Skip to main content
Learn how to publish datasets to Pixeltable Cloud and replicate datasets from the cloud to your local environment.

Overview

Pixeltable Cloud enables you to:
  • Publish your datasets for sharing with teams or the public
  • Replicate datasets from the cloud to your local environment
  • Share multimodal AI datasets (images, videos, audio, documents) without managing infrastructure
This guide demonstrates both publishing and replicating datasets.

Setup

Data sharing functionality requires Pixeltable version 0.4.24 or later.
%pip install -qU pixeltable>=0.4.24
import pixeltable as pxt

Replicating Datasets

You can replicate any public dataset from Pixeltable Cloud to your local environment without needing an account or API key.
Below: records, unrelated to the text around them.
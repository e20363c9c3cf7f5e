//! HTTP method enumeration.
//!
//! # Design Decisions
//! - Fixed set of nine methods; each owns a stable index used to address
//!   its per-method trie
//! - Parsing is ASCII case-insensitive

use std::fmt;
use std::str::FromStr;

use serde::{Deserialize, Serialize};

use crate::routing::error::RouteError;

/// One of the nine methods a route can be registered under.
#[derive(Debug, Clone, Copy, PartialEq, Eq, Hash, PartialOrd, Ord, Serialize, Deserialize)]
#[serde(rename_all = "UPPERCASE")]
pub enum HttpMethod {
    Get,
    Post,
    Put,
    Patch,
    Delete,
    Head,
    Options,
    Trace,
    Connect,
}

impl HttpMethod {
    /// Number of distinct methods (and per-method tries).
    pub const COUNT: usize = 9;

    /// All methods in index order.
    pub const ALL: [HttpMethod; Self::COUNT] = [
        HttpMethod::Get,
        HttpMethod::Post,
        HttpMethod::Put,
        HttpMethod::Patch,
        HttpMethod::Delete,
        HttpMethod::Head,
        HttpMethod::Options,
        HttpMethod::Trace,
        HttpMethod::Connect,
    ];

    /// Stable index in `0..COUNT`.
    pub fn index(self) -> usize {
        self as usize
    }

    pub fn as_str(self) -> &'static str {
        match self {
            HttpMethod::Get => "GET",
            HttpMethod::Post => "POST",
            HttpMethod::Put => "PUT",
            HttpMethod::Patch => "PATCH",
            HttpMethod::Delete => "DELETE",
            HttpMethod::Head => "HEAD",
            HttpMethod::Options => "OPTIONS",
            HttpMethod::Trace => "TRACE",
            HttpMethod::Connect => "CONNECT",
        }
    }
}

impl fmt::Display for HttpMethod {
    fn fmt(&self, f: &mut fmt::Formatter<'_>) -> fmt::Result {
        f.write_str(self.as_str())
    }
}

impl FromStr for HttpMethod {
    type Err = RouteError;

    fn from_str(s: &str) -> Result<Self, Self::Err> {
        HttpMethod::ALL
            .into_iter()
            .find(|m| m.as_str().eq_ignore_ascii_case(s))
            .ok_or_else(|| RouteError::UnknownMethod(s.to_string()))
    }
}

impl TryFrom<&axum::http::Method> for HttpMethod {
    type Error = RouteError;

    fn try_from(method: &axum::http::Method) -> Result<Self, Self::Error> {
        method.as_str().parse()
    }
}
Replicate a Public Dataset

Let’s replicate a mini-version of the COCO-2017 dataset from Pixeltable Cloud. You can find this dataset at pixeltable.com/t/pixeltable:fiftyone/coco_mini_2017, or browse for other public datasets. When calling replicate():
  • remote_uri (required): The URI of the cloud dataset you want to replicate
  • local_path (your choice): The local directory/table name where you want to store the replica
  • Variable name (your choice): The Python variable in your session/script to reference the table (e.g., coco_copy)
See the replicate() SDK reference for full documentation.
# The remote_uri is the specific cloud dataset you want to replicate
# The local_path and variable name are yours to choose
coco_copy = pxt.replicate(
    remote_uri='pxt://pixeltable:fiftyone/coco_mini_2017',
    local_path='coco-copy'
)
You can check that the replica exists at the local path with list_tables().
pxt.list_tables()

Working with Replicas

Replicated datasets are read-only locally, but you can query, explore, and use them in powerful ways: 1. Query and explore the data
# View the replicated data
coco_copy.limit(3).collect()
image coco_id num_detections width height caption
41 5 640 427 A person wearing a helmet and protective gear rides a skateboard down a residential street, with houses and parked cars visible in the background.
47 9 426 640 A young man in a red shirt and black cap is cooking at a grill in a diner-like setting, while various condiments and kitchen utensils are visible on the counter and walls.
44 1 640 427 A brown eagle with a white head is flying low over a body of water, its wings spread wide against the dark, rippling surface.
2. Perform similarity searches Replicas include embedding indexes, so you can immediately perform similarity searches:
# Get a sample image to search with
sample_img = coco_copy.select(coco_copy.image).limit(1).collect()[0]['image']
sample_img
# Perform image-based similarity search
sim = coco_copy.image.similarity(sample_img)
results = (
    coco_copy
    .order_by(sim, asc=False)
    .limit(5)
    .select(coco_copy.image, sim)
    .collect()
)
results
image similarity
1.
0.708
0.669
0.607
0.606
Because the COCO dataset uses CLIP embeddings (which are multimodal), you can also search using text queries:
# Perform text-based similarity search
sim = coco_copy.image.similarity('surfing')
results = (
    coco_copy
    .order_by(sim, asc=False)
    .limit(4)
    .select(coco_copy.image, sim)
    .collect()
)
results
image similarity
0.268
0.262
0.234
0.22
3. Access replicas in new sessions In a new Python session, use list_tables() and get_table() to access your replicas:
# List all tables to see your replica
pxt.list_tables()
# Assign a handle to the replica
coco_copy = pxt.get_table('coco-copy')
4. Create an independent copy To work with the data in new ways, create an independent table with the replica as the source:
# Create a fresh table with values only
my_coco = pxt.create_table('my-coco-table', source=coco_copy)
This copies the values in the source, but drops the computational definitions and cannot be updated if the source table changes.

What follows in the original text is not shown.